[Saved entries]
__________________________________________________

//! Per-target accumulation of beneficiary first/last/delta values.
//!
//! One accumulator lives for a single pass over one aggregation target (a
//! question or a category). It keeps parallel arrays of beneficiary IDs
//! and their phase values, inserting in sorted beneficiary order so the
//! arrays stay aligned and the output is deterministic.

use crate::models::{CatBenAgg, QBenAgg};
use crate::report::aggregate::mean;
use tracing::debug;

/// Cohort aggregate for one target in one phase, before it is labelled as
/// a question or category record.
#[derive(Debug, Clone, PartialEq)]
pub struct CohortAggregate {
    pub target_id: String,
    pub value: f32,
    pub beneficiary_ids: Vec<String>,
    pub warnings: Vec<String>,
}

impl From<CohortAggregate> for QBenAgg {
    fn from(agg: CohortAggregate) -> Self {
        QBenAgg {
            question_id: agg.target_id,
            value: agg.value,
            beneficiary_ids: agg.beneficiary_ids,
            warnings: agg.warnings,
        }
    }
}

impl From<CohortAggregate> for CatBenAgg {
    fn from(agg: CohortAggregate) -> Self {
        CatBenAgg {
            category_id: agg.target_id,
            value: agg.value,
            beneficiary_ids: agg.beneficiary_ids,
            warnings: agg.warnings,
        }
    }
}

/// The three phase aggregates produced for one included target.
#[derive(Debug, Clone, PartialEq)]
pub struct TargetAggregates {
    pub first: CohortAggregate,
    pub last: CohortAggregate,
    pub delta: CohortAggregate,
}

/// Working set for one aggregation target.
#[derive(Debug)]
pub struct BeneficiaryAccumulator {
    target_id: String,
    beneficiary_ids: Vec<String>,
    first: Vec<f32>,
    last: Vec<f32>,
    delta: Vec<f32>,
    warnings: Vec<String>,
}

impl BeneficiaryAccumulator {
    pub fn new(target_id: &str, cohort_size: usize) -> Self {
        Self {
            target_id: target_id.to_string(),
            beneficiary_ids: Vec::with_capacity(cohort_size),
            first: Vec::with_capacity(cohort_size),
            last: Vec::with_capacity(cohort_size),
            delta: Vec::with_capacity(cohort_size),
            warnings: Vec::new(),
        }
    }

    /// Include a beneficiary's first and last values for this target.
    ///
    /// The delta is always the numeric difference, independent of any
    /// category policy. Insertion keeps all four arrays aligned on sorted
    /// beneficiary order.
    pub fn add_values(&mut self, beneficiary_id: &str, first: f32, last: f32) {
        let index = self
            .beneficiary_ids
            .binary_search_by(|existing| existing.as_str().cmp(beneficiary_id))
            .unwrap_or_else(|insert_at| insert_at);
        self.beneficiary_ids
            .insert(index, beneficiary_id.to_string());
        self.first.insert(index, first);
        self.last.insert(index, last);
        self.delta.insert(index, last - first);
    }

    /// Record why a beneficiary was omitted from this target.
    pub fn add_warning(&mut self, warning: String) {
        self.warnings.push(warning);
    }

    /// Fold the collected values into one cohort aggregate per phase.
    ///
    /// Returns `None` when no beneficiary qualified; the caller records the
    /// target in the report's excluded list instead. Each phase value is
    /// the mean of that phase's per-beneficiary values.
    pub fn into_aggregates(self) -> Option<TargetAggregates> {
        if self.beneficiary_ids.is_empty() {
            if !self.warnings.is_empty() {
                debug!(
                    "target {} excluded; dropping {} per-beneficiary warnings",
                    self.target_id,
                    self.warnings.len()
                );
            }
            return None;
        }

        let cohort = |values: &[f32]| CohortAggregate {
            target_id: self.target_id.clone(),
            value: mean(values),
            beneficiary_ids: self.beneficiary_ids.clone(),
            warnings: self.warnings.clone(),
        };

        Some(TargetAggregates {
            first: cohort(&self.first),
            last: cohort(&self.last),
            delta: cohort(&self.delta),
        })
    }
}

__________________________________________________

» **Task brief**
Report each line of the records that holds the word "keeps".

» **Solution to the exercise**
//! question or a category). It keeps parallel arrays of beneficiary IDs
    /// category policy. Insertion keeps all four arrays aligned on sorted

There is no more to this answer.